- Prof. Johnston-Liik
- Born: Edith Mary Johnston 11 July 1930 Belfast, Northern Ireland
- Died: 25 February 2008 (aged 77) Newtownards, County Down, Northern Ireland
- Education: St Andrews and Queens University Belfast
- Occupation: Historian
- Employer: University of Sheffield
- Known for: Writing
- Spouse: George Liik

= Edith Johnston =

Irish historian and editor (1930–2008)

Edith Mary Johnston aka Edith Mary Johnston-Liik (11 July 1930 – 25 February 2008) was a historian and editor. She was the first female St. Andrews PhD student to go on to an academic career. She served on the board which created the Dictionary of Irish Biography.

== Biography ==
Johnston was born 11 July 1930 in Belfast, the eldest of three daughters born to John Worthington Johnston (1904–52), an athlete, Presbyterian minister, and army chaplain, and his wife Mary Isobel Giraud (born McFadden). She was educated in Belfast at Richmond Lodge School and then Victoria College, one of the oldest girls’ schools in the British Isles. The University of St Andrews awarded her a first class honours degree in Medieval and Modern History in 1951 and she additionally studied Philosophy and Latin. She stayed on to complete a PhD at St Andrews in 1956, with a thesis entitled ‘The Government of Ireland 1767–85: A Study in Anglo-Irish Political Administration’; this was later developed into the book, Great Britain and Ireland 1760–1800: a study in political administration. This became a series of publications by the University of St Andrews in 1963. After completing her PhD, Johnston gained a Diploma in Education from Queens University Belfast.

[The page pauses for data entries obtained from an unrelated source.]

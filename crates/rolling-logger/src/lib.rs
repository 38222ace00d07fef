//! Rolling File Logger
//!
//! A `tracing` subscriber that writes plain-text lines to a size-rotated log
//! file, mirrors them to stderr and keeps the most recent lines in memory.
//! Records emitted through the `log` facade are bridged in as well.

use std::collections::VecDeque;
use std::fs::{self, File, OpenOptions};
use std::io::{self, Write};
use std::path::{Path, PathBuf};
use std::str::FromStr;
use std::sync::{Arc, Mutex, OnceLock};

use tracing_subscriber::filter::LevelFilter;
use tracing_subscriber::fmt::format::Writer;
use tracing_subscriber::fmt::time::FormatTime;
use tracing_subscriber::layer::SubscriberExt;
use tracing_subscriber::util::SubscriberInitExt;

/// Logger tuning
#[derive(Debug, Clone)]
pub struct LoggerConfig {
    /// Rotate once the active file would grow past this many bytes
    pub max_file_size: u64,
    /// Rotated files kept next to the active one
    pub max_files: usize,
    /// Lines kept for `recent_logs`
    pub buffer_capacity: usize,
    /// trace, debug, info, warn or error
    pub level: String,
}

impl Default for LoggerConfig {
    fn default() -> Self {
        Self {
            max_file_size: 5 * 1024 * 1024,
            max_files: 3,
            buffer_capacity: 500,
            level: "info".to_string(),
        }
    }
}

/// Size-rotated log file: `<name>.log`, `<name>.log.1` (newest) .. `<name>.log.<max_files>`
pub struct RollingFile {
    dir: PathBuf,
    base_name: String,
    max_file_size: u64,
    max_files: usize,
    file: Option<File>,
    size: u64,
}

impl RollingFile {
    pub fn open(dir: impl AsRef<Path>, base_name: &str, max_file_size: u64, max_files: usize) -> io::Result<Self> {
        let dir = dir.as_ref().to_path_buf();
        fs::create_dir_all(&dir)?;
        let mut rolling = Self {
            dir,
            base_name: base_name.to_string(),
            max_file_size,
            max_files,
            file: None,
            size: 0,
        };
        rolling.open_active()?;
        Ok(rolling)
    }

    pub fn active_path(&self) -> PathBuf {
        self.dir.join(format!("{}.log", self.base_name))
    }

    fn rotated_path(&self, n: usize) -> PathBuf {
        self.dir.join(format!("{}.log.{}", self.base_name, n))
    }

    fn open_active(&mut self) -> io::Result<()> {
        let file = OpenOptions::new().create(true).append(true).open(self.active_path())?;
        self.size = file.metadata()?.len();
        self.file = Some(file);
        Ok(())
    }

    fn rotate(&mut self) -> io::Result<()> {
        self.file = None;
        if self.max_files == 0 {
            fs::remove_file(self.active_path())?;
            return self.open_active();
        }
        let oldest = self.rotated_path(self.max_files);
        if oldest.exists() {
            fs::remove_file(&oldest)?;
        }
        for n in (1..self.max_files).rev() {
            let from = self.rotated_path(n);
            if from.exists() {
                fs::rename(&from, self.rotated_path(n + 1))?;
            }
        }
        fs::rename(self.active_path(), self.rotated_path(1))?;
        self.open_active()
    }
}

impl Write for RollingFile {
    fn write(&mut self, buf: &[u8]) -> io::Result<usize> {
        // An oversized single line still goes into a fresh file
        if self.size > 0 && self.size + buf.len() as u64 > self.max_file_size {
            self.rotate()?;
        }
        let file = self.file.as_mut().ok_or_else(|| io::Error::other("log file closed"))?;
        let written = file.write(buf)?;
        self.size += written as u64;
        Ok(written)
    }

    fn flush(&mut self) -> io::Result<()> {
        match self.file.as_mut() {
            Some(file) => file.flush(),
            None => Ok(()),
        }
    }
}

/// Fixed-capacity buffer of the latest lines
#[derive(Debug)]
pub struct RingBuffer {
    lines: VecDeque<String>,
    capacity: usize,
}

impl RingBuffer {
    pub fn new(capacity: usize) -> Self {
        Self {
            lines: VecDeque::with_capacity(capacity),
            capacity,
        }
    }

    pub fn push(&mut self, line: String) {
        if self.capacity == 0 {
            return;
        }
        if self.lines.len() == self.capacity {
            self.lines.pop_front();
        }
        self.lines.push_back(line);
    }

    pub fn lines(&self) -> Vec<String> {
        self.lines.iter().cloned().collect()
    }
}

struct Sink {
    file: RollingFile,
    recent: RingBuffer,
}

/// Writer handed to the fmt layer; one formatted event per `write` call
#[derive(Clone)]
struct SinkWriter(Arc<Mutex<Sink>>);

impl Write for SinkWriter {
    fn write(&mut self, buf: &[u8]) -> io::Result<usize> {
        let mut sink = self.0.lock().map_err(|_| io::Error::other("log sink poisoned"))?;
        sink.file.write_all(buf)?;
        let text = String::from_utf8_lossy(buf);
        for line in text.lines().filter(|l| !l.is_empty()) {
            sink.recent.push(line.to_string());
        }
        Ok(buf.len())
    }

    fn flush(&mut self) -> io::Result<()> {
        let mut sink = self.0.lock().map_err(|_| io::Error::other("log sink poisoned"))?;
        sink.file.flush()
    }
}

/// Local wall-clock timestamps with millisecond precision
struct LocalTime;

impl FormatTime for LocalTime {
    fn format_time(&self, w: &mut Writer<'_>) -> std::fmt::Result {
        write!(w, "{}", chrono::Local::now().format("%Y-%m-%d %H:%M:%S%.3f"))
    }
}

static SINK: OnceLock<Arc<Mutex<Sink>>> = OnceLock::new();

/// Initialize with default settings, logging to `<log_dir>/<app_name>.log`
pub fn init_logger(log_dir: impl AsRef<Path>, app_name: &str) -> Result<(), String> {
    init_logger_with(log_dir, app_name, LoggerConfig::default())
}

/// Install the global subscriber. Calling again after a successful init is a no-op.
pub fn init_logger_with(log_dir: impl AsRef<Path>, app_name: &str, config: LoggerConfig) -> Result<(), String> {
    if SINK.get().is_some() {
        return Ok(());
    }
    let level = LevelFilter::from_str(&config.level)
        .map_err(|e| format!("Invalid log level '{}': {}", config.level, e))?;
    let file = RollingFile::open(log_dir, app_name, config.max_file_size, config.max_files)
        .map_err(|e| format!("Failed to open log file: {}", e))?;
    let sink = Arc::new(Mutex::new(Sink {
        file,
        recent: RingBuffer::new(config.buffer_capacity),
    }));

    let writer = SinkWriter(sink.clone());
    let file_layer = tracing_subscriber::fmt::layer()
        .with_ansi(false)
        .with_timer(LocalTime)
        .with_target(true)
        .with_writer(move || writer.clone());
    let stderr_layer = tracing_subscriber::fmt::layer()
        .with_timer(LocalTime)
        .with_target(false)
        .with_writer(io::stderr);

    tracing_subscriber::registry()
        .with(level)
        .with(file_layer)
        .with(stderr_layer)
        .try_init()
        .map_err(|e| format!("Failed to install logger: {}", e))?;

    let _ = SINK.set(sink);
    tracing::info!(app = app_name, "logger initialized");
    Ok(())
}

fn ensure_init() -> Result<(), String> {
    match SINK.get() {
        Some(_) => Ok(()),
        None => Err("logger not initialized".to_string()),
    }
}

pub fn info(msg: &str) -> Result<(), String> {
    ensure_init()?;
    tracing::info!("{}", msg);
    Ok(())
}

pub fn warn(msg: &str) -> Result<(), String> {
    ensure_init()?;
    tracing::warn!("{}", msg);
    Ok(())
}

pub fn error(msg: &str) -> Result<(), String> {
    ensure_init()?;
    tracing::error!("{}", msg);
    Ok(())
}

/// Most recent log lines, oldest first. Empty before `init_logger`.
pub fn recent_logs() -> Vec<String> {
    match SINK.get() {
        Some(sink) => match sink.lock() {
            Ok(sink) => sink.recent.lines(),
            Err(_) => Vec::new(),
        },
        None => Vec::new(),
    }
}
//! Typed record transformation pipelines
//!
//! A [`Pipeline`] chains synchronous or async steps over a batch of records.
//! Each record flows through every step in order; a step failure removes
//! that record from the output and records it in [`PipelineResult::failed`]
//! together with the original input and the name of the failing step.
//! Failures never abort the batch.

pub mod error;
pub mod pipeline;
pub mod result;

pub use error::{BoxError, StepError};
pub use pipeline::Pipeline;
pub use result::{FailedRecord, PipelineResult, PipelineSummary};
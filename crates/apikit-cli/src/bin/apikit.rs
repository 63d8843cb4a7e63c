use std::process::ExitCode;

use apikit_cli::{init_tracing, run, Cli};
use apikit_http::ApiResponse;
use clap::Parser;

#[tokio::main]
async fn main() -> anyhow::Result<ExitCode> {
    let cli = Cli::parse();
    init_tracing(cli.verbose);

    match run(&cli).await? {
        ApiResponse::Success { data } => {
            println!("{}", serde_json::to_string_pretty(&data)?);
            Ok(ExitCode::SUCCESS)
        }
        ApiResponse::Error { error } => {
            eprintln!("{} error: {}", error.kind(), error.message());
            if let Some(body) = error.body() {
                eprintln!("{}", serde_json::to_string_pretty(body)?);
            }
            Ok(ExitCode::FAILURE)
        }
        ApiResponse::Loading => Ok(ExitCode::FAILURE),
    }
}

Johnston researched Irish history and that became her field of expertise and she specialised in its parliament and administration in the eighteenth-century. In 1956, Johnston was appointed as an assistant lecturer at the University of Sheffield. Her alma mater believes that she was the first female St. Andrews PhD student to go on to an academic career. She taught at Sheffield for twenty years, becoming a senior lecturer in 1965. In 1969, Johnston became the first Warden of the university's Tapton Hall of Residence. Balancing her pastoral duties alongside an academic career was difficult and so she stopped those duties in 1971. Alongside her position at Sheffield, Johnston also held visiting posts at the University of Michigan, Queens University (Ontario) and the University of Delaware. In 1976, Johnston became a Professor and Chair of Modern History at Macquarie University in Sydney, Australia. Her husband and fellow historian, George Liik, was also a member of staff at Macquirie. She remained at Macquarie until she took early retirement after a spell of illness in 1993.

After her retirement, Edith and George moved back to Ireland. Retirement allowed her to conduct further historical research on the Irish parliament, but this was double-edged as she became ineligible for many research grants. With the help of volunteers, and with some financial assistance in the form of a grant from the Irish government in 1999, Edith was able to complete her most ambitious work and in 2002, the six-volume work, The History of the Irish Parliament 1692–1800 was published. During her retirement, Johnston was on the Board of Editors for the Dictionary of Irish Biography. Unfortunately, she did not live to see its publication in November 2009.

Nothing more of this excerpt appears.